Son numerosas las conclusiones que de estas líneas podríamos extraer, pero hay una, sobre todo, que resulta fundamental: y es que el pensar del ser humano se da en –y a partir de una– sociedad. El pensamiento es un quehacer “cuyo subsuelo –anota Carpintero– es de naturaleza histórica y social”. Somos seres sociales, mas no solamente en el sentido asociativo-político-aristotélico del término, sino en el vital o biológico: nacemos constreñidos por una serie de condicionantes con los que podemos (y a veces incluso debemos) discrepar, pero, sobre todo, de los que debemos emanciparnos para pensarlos. De nuevo, psicología y filosofía se dan la mano: no hay pensar, no hay reflexión, sin aparato cognitivo que nos disponga para ello; pero ese mismo dispositivo anatómico queda atrofiado, y lo que es peor, falseado o desdeñado, si no se actualiza a través de la reflexión, rasgo distintivo de lo humano.
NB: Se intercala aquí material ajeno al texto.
//! Line-oriented event loop: one command, one state change, one redraw.

use std::io::{self, BufRead, Write};
use std::path::{Path, PathBuf};

use crate::board::{FREE_INDEX, TOTAL_CELLS, week_label};
use crate::board_renderer::render_board_to_png;
use crate::celebration::Celebration;
use crate::config::RenderConfig;
use crate::session::{BingoSession, UploadOutcome};
use crate::view::{render, render_text};

#[derive(thiserror::Error, Debug, PartialEq, Eq)]
pub enum CommandError {
    #[error("unknown command: {0} (try `help`)")]
    Unknown(String),
    #[error("`{0}` needs {1}")]
    MissingArgument(&'static str, &'static str),
    #[error("not a cell number: {0}")]
    BadCell(String),
}

#[derive(Debug, Clone, PartialEq, Eq)]
pub enum Command {
    Upload { cell: usize, photo: Option<PathBuf> },
    Reset,
    Show,
    Render(PathBuf),
    Status,
    Help,
    Quit,
}

impl Command {
    pub fn parse(line: &str) -> Result<Option<Self>, CommandError> {
        let line = line.trim();
        let Some((word, rest)) = line.split_once(char::is_whitespace).or(Some((line, ""))).filter(|(w, _)| !w.is_empty()) else {
            return Ok(None);
        };
        let rest = rest.trim();
        let command = match word.to_ascii_lowercase().as_str() {
            "upload" | "mark" => {
                let (cell, photo) = rest.split_once(char::is_whitespace).unwrap_or((rest, ""));
                if cell.is_empty() {
                    return Err(CommandError::MissingArgument("upload", "a cell number"));
                }
                let cell = cell.parse().map_err(|_| CommandError::BadCell(cell.to_string()))?;
                let photo = photo.trim();
                Command::Upload {
                    cell,
                    photo: (!photo.is_empty()).then(|| PathBuf::from(photo)),
                }
            }
            "reset" => Command::Reset,
            "show" => Command::Show,
            "render" => {
                if rest.is_empty() {
                    return Err(CommandError::MissingArgument("render", "an output path"));
                }
                Command::Render(PathBuf::from(rest))
            }
            "status" => Command::Status,
            "help" | "?" => Command::Help,
            "quit" | "exit" | "q" => Command::Quit,
            other => return Err(CommandError::Unknown(other.to_string())),
        };
        Ok(Some(command))
    }
}

const HELP: &str = "\
commands:
  upload <cell> <photo>   attach a photo to cell 0-24 and check it
  reset                   draw a new board and clear every cell
  show                    print the board
  render <out.png>        write the board as an image
  status                  checked cells and win state
  help                    this text
  quit                    leave
";

/// Runs commands from `input` until it ends or `quit` is read.
///
/// A photo path that does not name an existing file is treated as an empty
/// selection.
pub fn run<C, R, W>(session: &mut BingoSession<C>, input: R, mut out: W, render_config: &RenderConfig) -> io::Result<()>
where
    C: Celebration,
    R: BufRead,
    W: Write,
{
    writeln!(out, "Week of {}", week_label(chrono::Local::now().date_naive()))?;
    write!(out, "{}", render_text(&render(session)))?;

    for line in input.lines() {
        let line = line?;
        let command = match Command::parse(&line) {
            Ok(Some(command)) => command,
            Ok(None) => continue,
            Err(e) => {
                writeln!(out, "{e}")?;
                continue;
            }
        };
        match command {
            Command::Upload { cell, photo } => {
                let selection = photo.as_deref().filter(|p| p.is_file());
                if let (Some(p), None) = (&photo, selection) {
                    tracing::debug!(path = %p.display(), "selection is not a file");
                }
                match session.upload(cell, selection) {
                    Ok(UploadOutcome::Ignored) => writeln!(out, "no photo selected, cell {cell} unchanged")?,
                    Ok(UploadOutcome::FreeSpace) => writeln!(out, "cell {FREE_INDEX} is the free space")?,
                    Ok(UploadOutcome::Marked { bingo_started }) => {
                        write!(out, "{}", render_text(&render(session)))?;
                        if bingo_started {
                            if let Some(line) = session.win().line {
                                writeln!(out, "BINGO! {line} complete")?;
                            }
                        }
                    }
                    Err(e) => writeln!(out, "{e}")?,
                }
            }
            Command::Reset => {
                session.reset();
                writeln!(out, "new board")?;
                write!(out, "{}", render_text(&render(session)))?;
            }
            Command::Show => write!(out, "{}", render_text(&render(session)))?,
            Command::Render(path) => match write_png(session, render_config, &path) {
                Ok(()) => writeln!(out, "board image written to {}", path.display())?,
                Err(e) => writeln!(out, "{e}")?,
            },
            Command::Status => {
                let checked = session.cells().checked().iter().filter(|&&c| c).count();
                writeln!(out, "{checked}/{TOTAL_CELLS} checked, {} photos held", session.photos().live_count())?;
                match session.win().line {
                    Some(line) => writeln!(out, "bingo on {line}")?,
                    None => writeln!(out, "no bingo yet")?,
                }
            }
            Command::Help => write!(out, "{HELP}")?,
            Command::Quit => break,
        }
        out.flush()?;
    }
    Ok(())
}

fn write_png<C: Celebration>(session: &BingoSession<C>, config: &RenderConfig, path: &Path) -> Result<(), crate::error::BingoError> {
    render_board_to_png(&render(session), session.photos(), config, path)
}

#[cfg(test)]
mod tests {
    use super::*;
    use crate::board::{BoardGenerator, SeedMode};
    use crate::catalog::Catalog;
    use crate::celebration::Silent;

    fn session() -> BingoSession<Silent> {
        let generator = BoardGenerator::new(Catalog::madison_county(), SeedMode::Fixed { seed: 3 });
        BingoSession::new(generator, Silent)
    }

    fn run_script(session: &mut BingoSession<Silent>, script: &str) -> String {
        let mut out = Vec::new();
        run(session, script.as_bytes(), &mut out, &RenderConfig::default()).unwrap();
        String::from_utf8(out).unwrap()
    }

    #[test]
    fn parses_commands() {
        assert_eq!(
            Command::parse("upload 3 /tmp/a b.jpg"),
            Ok(Some(Command::Upload { cell: 3, photo: Some(PathBuf::from("/tmp/a b.jpg")) }))
        );
        assert_eq!(Command::parse("mark 7"), Ok(Some(Command::Upload { cell: 7, photo: None })));
        assert_eq!(Command::parse("  RESET "), Ok(Some(Command::Reset)));
        assert_eq!(Command::parse(""), Ok(None));
        assert_eq!(Command::parse("   "), Ok(None));
        assert_eq!(Command::parse("render out.png"), Ok(Some(Command::Render(PathBuf::from("out.png")))));
        assert_eq!(Command::parse("q"), Ok(Some(Command::Quit)));
    }

    #[test]
    fn rejects_bad_input() {
        assert_eq!(Command::parse("dance"), Err(CommandError::Unknown("dance".into())));
        assert_eq!(Command::parse("upload"), Err(CommandError::MissingArgument("upload", "a cell number")));
        assert_eq!(Command::parse("upload x"), Err(CommandError::BadCell("x".into())));
        assert_eq!(Command::parse("render"), Err(CommandError::MissingArgument("render", "an output path")));
    }

    #[test]
    fn row_of_uploads_reports_bingo() {
        let dir = tempfile::tempdir().unwrap();
        let photo = dir.path().join("p.jpg");
        std::fs::write(&photo, b"jpeg").unwrap();
        let script: String = (0..5).map(|i| format!("upload {i} {}\n", photo.display())).collect();

        let mut s = session();
        let out = run_script(&mut s, &format!("{script}status\nquit\nupload 9 {}\n", photo.display()));
        assert!(out.contains("BINGO! row 1 complete"));
        assert!(out.contains("bingo on row 1"));
        assert!(!s.cells().is_checked(9), "commands after quit must not run");
    }

    #[test]
    fn missing_file_is_ignored() {
        let mut s = session();
        let out = run_script(&mut s, "upload 4 /definitely/not/here.jpg\nupload 4\n");
        assert_eq!(out.matches("no photo selected, cell 4 unchanged").count(), 2);
        assert!(!s.cells().is_checked(4));
    }

    #[test]
    fn errors_are_reported_and_loop_continues() {
        let mut s = session();
        let out = run_script(&mut s, "jump\nupload 30 x\nupload 12 Cargo.toml\nstatus\n");
        assert!(out.contains("unknown command: jump"));
        assert!(out.contains("cell 30 is outside the 5x5 board"));
        assert!(out.contains("cell 12 is the free space"));
        assert!(out.contains("1/25 checked, 0 photos held"));
    }

    #[test]
    fn reset_after_bingo() {
        let dir = tempfile::tempdir().unwrap();
        let photo = dir.path().join("p.jpg");
        std::fs::write(&photo, b"jpeg").unwrap();
        let script: String = [0, 6, 18, 24].iter().map(|i| format!("upload {i} {}\n", photo.display())).collect();

        let mut s = session();
        let out = run_script(&mut s, &format!("{script}reset\nstatus\n"));
        assert!(out.contains("BINGO! diagonal complete"));
        assert!(out.contains("no bingo yet"));
        assert_eq!(s.photos().live_count(), 0);
    }
}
Somos seres condicionados, mas no impelidos, constreñidos: podemos convertir, esta es la clave, el imperativo en posibilidad.

 

En opinión de quien escribe estas líneas, el libro del Heliodoro Carpintero es un volumen imprescindible para ser leído al compás de las obras de Ortega. Mucho de lo que el filósofo escribió se ve explicado, aclarado e incluso complementado con muy erudita pero elocuente y pedagógica prosa en el volumen de Carpintero, que examina una de las aristas menos exploradas del pensador de la circunstancia. Un volumen especialmente indicado para los estudiosos sobre Ortega, pero también para cualquier interesado en la confluencia, siempre problemática –y por eso tan interesante y del todo apasionante– entre filosofía y psicología, más, si cabe, en un tiempo en el que la psicología se ve cuestionada (cuando no ninguneada) por la neurociencia y la filosofía, como siempre (¿acaso fue alguna vez de otra forma?) puja por sobrevivir en un mundo que, por no querer pensar, se vuelve indolente, ignorante y peligrosamente dócil: no de otra cosa quiso alertarnos Ortega en toda su obra.